I backed the tractor up and the wire nearly came loose.  Hmmm.  Maybe this wasn't as bad as I thought; the wire didn't seem to be wrapped tightly around the blades.  I got down and tugged on it.  No movement.  Back on the tractor I went forward, and the wire moved.  I backed up, went forward, backed up, went forward.  I got down and tugged.  No movement. I bent over, ass in the air, head by my knees, trying to see under the shredder.  I knelt down and tried again to look under the shredder.  I'd have to get it out of the grass so I could see. I left the vineyard and drove back to the shed where the tools are, dragging that wire all the way.  On the driveway to the barn, I could see that the bundle was stuck on the bent corner of the shredder's frame by just one wire.  I got wire cutters even though I know that I can't cut fence wire with wire cutters, but the bolt cutters were in Robert's truck last I knew.  I got a hammer and tried pounding it down.  I went to put the hammer away, and TADA!!!! There, hanging on hooks in all their vibrant red glory were the bolt cutters.  I grabbed them.
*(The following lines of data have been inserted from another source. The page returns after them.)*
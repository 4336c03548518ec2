use glam::Vec2;
use rand::Rng;

use crate::params::Params;
use crate::resources::GameRng;

/// Ball - the pong ball
#[derive(Debug, Clone)]
pub struct Ball {
    pos: Vec2,
    vel: Vec2, // pixels per frame
    radius: f32,
    color: String,
    glow: f32, // 0 = none, 1 = full highlight (display only)
}

impl Ball {
    pub fn new(pos: Vec2, vel: Vec2, radius: f32, color: impl Into<String>) -> Self {
        debug_assert!(radius > 0.0);
        Self {
            pos,
            vel,
            radius,
            color: color.into(),
            glow: 0.0,
        }
    }

    /// Advance one frame, reflecting off the top and bottom walls.
    ///
    /// Returns true when the ball bounced. The side walls are left to scoring.
    pub fn update(&mut self, _bounds_width: f32, bounds_height: f32) -> bool {
        self.pos += self.vel;

        if self.pos.y + self.radius > bounds_height || self.pos.y - self.radius < 0.0 {
            self.vel.y = -self.vel.y;
            return true;
        }
        false
    }

    /// Serve again from `(x, y)`, towards the side that just scored
    pub fn reset(&mut self, x: f32, y: f32, rng: &mut GameRng) {
        self.pos = Vec2::new(x, y);
        self.vel.x = if self.vel.x > 0.0 {
            -Params::BALL_SERVE_SPEED
        } else {
            Params::BALL_SERVE_SPEED
        };
        self.vel.y = rng
            .0
            .gen_range(-Params::BALL_SERVE_SPREAD..Params::BALL_SERVE_SPREAD);
        self.glow = 1.0;
    }

    pub fn reverse_x(&mut self) {
        self.vel.x = -self.vel.x;
    }

    /// Speed up both axes, keeping direction
    pub fn increase_speed(&mut self) {
        self.vel.x = faster(self.vel.x);
        self.vel.y = faster(self.vel.y);
    }

    pub fn clear_glow(&mut self) {
        self.glow = 0.0;
    }

    pub fn x(&self) -> f32 {
        self.pos.x
    }

    pub fn y(&self) -> f32 {
        self.pos.y
    }

    pub fn radius(&self) -> f32 {
        self.radius
    }

    pub fn speed_x(&self) -> f32 {
        self.vel.x
    }

    pub fn speed_y(&self) -> f32 {
        self.vel.y
    }

    pub fn pos(&self) -> Vec2 {
        self.pos
    }

    pub fn vel(&self) -> Vec2 {
        self.vel
    }

    pub fn color(&self) -> &str {
        &self.color
    }

    pub fn glow(&self) -> f32 {
        self.glow
    }
}

// Zero counts as negative.
fn faster(v: f32) -> f32 {
    let magnitude = (v.abs() + Params::BALL_SPEED_INCREMENT).min(Params::BALL_SPEED_MAX);
    if v > 0.0 {
        magnitude
    } else {
        -magnitude
    }
}

/// Paddle - one per side
#[derive(Debug, Clone)]
pub struct Paddle {
    pos: Vec2,  // top-left corner, x never changes
    size: Vec2, // width, height
    speed: f32,
    color: String,
    moving: bool, // display only
}

impl Paddle {
    pub fn new(pos: Vec2, size: Vec2, speed: f32, color: impl Into<String>) -> Self {
        Self {
            pos,
            size,
            speed,
            color: color.into(),
            moving: false,
        }
    }

    pub fn move_up(&mut self, bounds_height: f32) {
        self.set_y(self.pos.y - self.speed, bounds_height);
    }

    pub fn move_down(&mut self, bounds_height: f32) {
        self.set_y(self.pos.y + self.speed, bounds_height);
    }

    fn set_y(&mut self, y: f32, bounds_height: f32) {
        let max_y = (bounds_height - self.size.y).max(0.0);
        self.pos.y = y.clamp(0.0, max_y);
        self.moving = true;
    }

    /// Scripted opponent: follow the ball outside a deadzone, and skip a
    /// frame now and then so it can be beaten.
    ///
    /// Returns false when this frame was skipped.
    pub fn auto_move(&mut self, ball_y: f32, bounds_height: f32, rng: &mut GameRng) -> bool {
        self.auto_move_with(
            ball_y,
            bounds_height,
            Params::AI_DEADZONE,
            Params::AI_SKIP_CHANCE,
            rng,
        )
    }

    pub fn auto_move_with(
        &mut self,
        ball_y: f32,
        bounds_height: f32,
        deadzone: f32,
        skip_chance: f64,
        rng: &mut GameRng,
    ) -> bool {
        if rng.0.gen_bool(skip_chance) {
            return false;
        }

        let center = self.pos.y + self.size.y / 2.0;
        if center < ball_y - deadzone {
            self.move_down(bounds_height);
        } else if center > ball_y + deadzone {
            self.move_up(bounds_height);
        }
        true
    }

    /// Clear the moving flag at the start of a frame
    pub fn settle(&mut self) {
        self.moving = false;
    }

    pub fn x(&self) -> f32 {
        self.pos.x
    }

    pub fn y(&self) -> f32 {
        self.pos.y
    }

    pub fn width(&self) -> f32 {
        self.size.x
    }

    pub fn height(&self) -> f32 {
        self.size.y
    }

    pub fn speed(&self) -> f32 {
        self.speed
    }

    pub fn pos(&self) -> Vec2 {
        self.pos
    }

    pub fn size(&self) -> Vec2 {
        self.size
    }

    pub fn color(&self) -> &str {
        &self.color
    }

    pub fn is_moving(&self) -> bool {
        self.moving
    }
}

#[cfg(test)]
mod tests {
    use super::*;

    fn ball_at(x: f32, y: f32, vx: f32, vy: f32) -> Ball {
        Ball::new(Vec2::new(x, y), Vec2::new(vx, vy), 10.0, "#fff")
    }

    fn paddle_at(y: f32) -> Paddle {
        Paddle::new(Vec2::new(10.0, y), Vec2::new(12.0, 100.0), 8.0, "#fff")
    }

    #[test]
    fn test_ball_moves_by_velocity() {
        let mut ball = ball_at(100.0, 100.0, 5.0, -3.0);
        let bounced = ball.update(800.0, 500.0);
        assert!(!bounced);
        assert_eq!(ball.pos(), Vec2::new(105.0, 97.0));
        assert_eq!(ball.vel(), Vec2::new(5.0, -3.0));
    }

    #[test]
    fn test_ball_bounces_off_bottom_wall() {
        let mut ball = ball_at(100.0, 487.0, 5.0, 4.0);
        assert!(ball.update(800.0, 500.0));
        assert_eq!(ball.y(), 491.0);
        assert_eq!(ball.speed_y(), -4.0, "Vertical speed should flip");
        assert_eq!(ball.speed_x(), 5.0, "Horizontal speed unchanged");
    }

    #[test]
    fn test_ball_bounces_off_top_wall() {
        let mut ball = ball_at(100.0, 12.0, -5.0, -4.0);
        assert!(ball.update(800.0, 500.0));
        assert_eq!(ball.speed_y(), 4.0);
    }

    #[test]
    fn test_ball_ignores_side_walls() {
        let mut ball = ball_at(795.0, 250.0, 5.0, 0.0);
        ball.update(800.0, 500.0);
        assert_eq!(ball.x(), 800.0);
        assert_eq!(ball.speed_x(), 5.0);
    }

    #[test]
    fn test_ball_wall_bounce_always_flips_sign() {
        let mut rng = GameRng::new(7);
        for _ in 0..500 {
            let y = rng.0.gen_range(0.0..500.0);
            let vy = rng.0.gen_range(-15.0..15.0);
            let mut ball = ball_at(400.0, y, 5.0, vy);
            let before = ball.speed_y();
            let moved_y = y + vy;
            let crossed = moved_y + 10.0 > 500.0 || moved_y - 10.0 < 0.0;
            ball.update(800.0, 500.0);
            if crossed {
                assert_eq!(ball.speed_y(), -before);
            } else {
                assert_eq!(ball.speed_y(), before);
            }
        }
    }

    #[test]
    fn test_ball_reset_alternates_serve() {
        let mut rng = GameRng::new(1);
        let mut ball = ball_at(810.0, 40.0, 7.5, 3.0);

        ball.reset(400.0, 250.0, &mut rng);
        assert_eq!(ball.pos(), Vec2::new(400.0, 250.0));
        assert_eq!(ball.speed_x(), -5.0);

        ball.reset(400.0, 250.0, &mut rng);
        assert_eq!(ball.speed_x(), 5.0);
    }

    #[test]
    fn test_ball_reset_vertical_speed_in_range() {
        let mut rng = GameRng::new(99);
        let mut ball = ball_at(0.0, 0.0, -5.0, 0.0);
        for _ in 0..200 {
            ball.reset(400.0, 250.0, &mut rng);
            assert!((-5.0..5.0).contains(&ball.speed_y()));
            assert_eq!(ball.speed_x().abs(), 5.0);
        }
    }

    #[test]
    fn test_ball_reset_sets_glow() {
        let mut rng = GameRng::new(3);
        let mut ball = ball_at(0.0, 0.0, 5.0, 0.0);
        assert_eq!(ball.glow(), 0.0);
        ball.reset(400.0, 250.0, &mut rng);
        assert_eq!(ball.glow(), 1.0);
        ball.clear_glow();
        assert_eq!(ball.glow(), 0.0);
    }

    #[test]
    fn test_ball_reverse_x() {
        let mut ball = ball_at(0.0, 0.0, -5.0, 2.0);
        ball.reverse_x();
        assert_eq!(ball.vel(), Vec2::new(5.0, 2.0));
    }

    #[test]
    fn test_increase_speed_keeps_sign() {
        let mut ball = ball_at(0.0, 0.0, 5.0, -2.0);
        ball.increase_speed();
        assert_eq!(ball.vel(), Vec2::new(5.5, -2.5));
    }

    #[test]
    fn test_increase_speed_treats_zero_as_negative() {
        let mut ball = ball_at(0.0, 0.0, 5.0, 0.0);
        ball.increase_speed();
        assert_eq!(ball.speed_y(), -0.5);
    }

    #[test]
    fn test_increase_speed_is_capped() {
        let mut ball = ball_at(0.0, 0.0, 14.8, -14.9);
        for _ in 0..10 {
            ball.increase_speed();
            assert!(ball.speed_x().abs() <= Params::BALL_SPEED_MAX);
            assert!(ball.speed_y().abs() <= Params::BALL_SPEED_MAX);
        }
        assert_eq!(ball.vel(), Vec2::new(15.0, -15.0));
    }

    #[test]
    fn test_paddle_move_down_at_bottom_stays() {
        let mut paddle = paddle_at(400.0);
        paddle.move_down(500.0);
        assert_eq!(paddle.y(), 400.0);
    }

    #[test]
    fn test_paddle_move_up_clamps_at_top() {
        let mut paddle = paddle_at(3.0);
        paddle.move_up(500.0);
        assert_eq!(paddle.y(), 0.0);
    }

    #[test]
    fn test_paddle_moves_by_speed_and_flags_moving() {
        let mut paddle = paddle_at(200.0);
        assert!(!paddle.is_moving());
        paddle.move_down(500.0);
        assert_eq!(paddle.y(), 208.0);
        assert!(paddle.is_moving());
        paddle.settle();
        assert!(!paddle.is_moving());
        paddle.move_up(500.0);
        assert_eq!(paddle.y(), 200.0);
        assert_eq!(paddle.x(), 10.0, "x never changes");
    }

    #[test]
    fn test_paddle_stays_in_bounds() {
        let mut rng = GameRng::new(5);
        let mut paddle = paddle_at(200.0);
        for _ in 0..2000 {
            if rng.0.gen_bool(0.5) {
                paddle.move_up(500.0);
            } else {
                paddle.move_down(500.0);
            }
            assert!(paddle.y() >= 0.0 && paddle.y() <= 400.0);
        }
    }

    #[test]
    fn test_auto_move_holds_inside_deadzone() {
        let mut rng = GameRng::new(11);
        let mut paddle = paddle_at(200.0); // centre 250
        for _ in 0..100 {
            paddle.auto_move(270.0, 500.0, &mut rng);
            assert_eq!(paddle.y(), 200.0);
        }
    }

    #[test]
    fn test_auto_move_follows_ball_up() {
        let mut rng = GameRng::new(42);
        let frames = 1000;
        let mut ups = 0;
        for _ in 0..frames {
            let mut paddle = paddle_at(200.0); // centre 250
            paddle.auto_move(100.0, 500.0, &mut rng);
            assert!(paddle.y() <= 200.0, "Should never move down");
            if paddle.y() < 200.0 {
                ups += 1;
            }
        }
        // Expected ~80%; allow sampling slack.
        assert!(ups > 700 && ups < 900, "moved up on {ups} of {frames} frames");
    }

    #[test]
    fn test_auto_move_follows_ball_down() {
        let mut rng = GameRng::new(8);
        let mut paddle = paddle_at(0.0);
        for _ in 0..100 {
            paddle.auto_move(450.0, 500.0, &mut rng);
        }
        assert!(paddle.y() > 300.0);
    }

    #[test]
    fn test_auto_move_without_skips_always_moves() {
        let mut rng = GameRng::new(8);
        let mut paddle = paddle_at(200.0);
        for i in 1..=5 {
            assert!(paddle.auto_move_with(0.0, 500.0, 35.0, 0.0, &mut rng));
            assert_eq!(paddle.y(), 200.0 - 8.0 * i as f32);
        }
    }
}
As I turned around, I saw dog shit on the floor of the shed with a distinctive Teva print smooshed through it.  Some dog (obviously not my dog, because she is a good girl) had shit in the shed.  Naturally I stepped in it.  I sighed and went about the business of snipping the wire and tossing the smashed-up bundle in the bucket to put in the trash trailer.  I wiped my foot on the grass, got on the tractor, dumped the wire and shredded the darned vineyard.  Without further incident.  Except for the rebar from the removed row 13 which is now lying next to row 12 which caused a ruckus but didn't get caught.

"Okay," I said to Mom, "I'm done.  That's it.  This fall I'm picking up all the crap around the ranch.  But first I have to go move the lawn mower because it's sitting behind your van."

"Okay," she said.

I left the room, but turned and came right back.  She put her head down on the desk.  "What now?"

I told her about my Facebook status.  I thought it would make a dandy t-shirt, or an awesome first line for a novel, but I used it on Facebook: "Shit happens.  I just never see it until after I step in it."

I'm going to go shred now.  Wish me luck.

1 comment:

  1. I have to say, I read this while sipping my coffee this morning and I am totally amused. You are a wonderful writer! I have a passion for writing but never seem to find the time to sit and do it.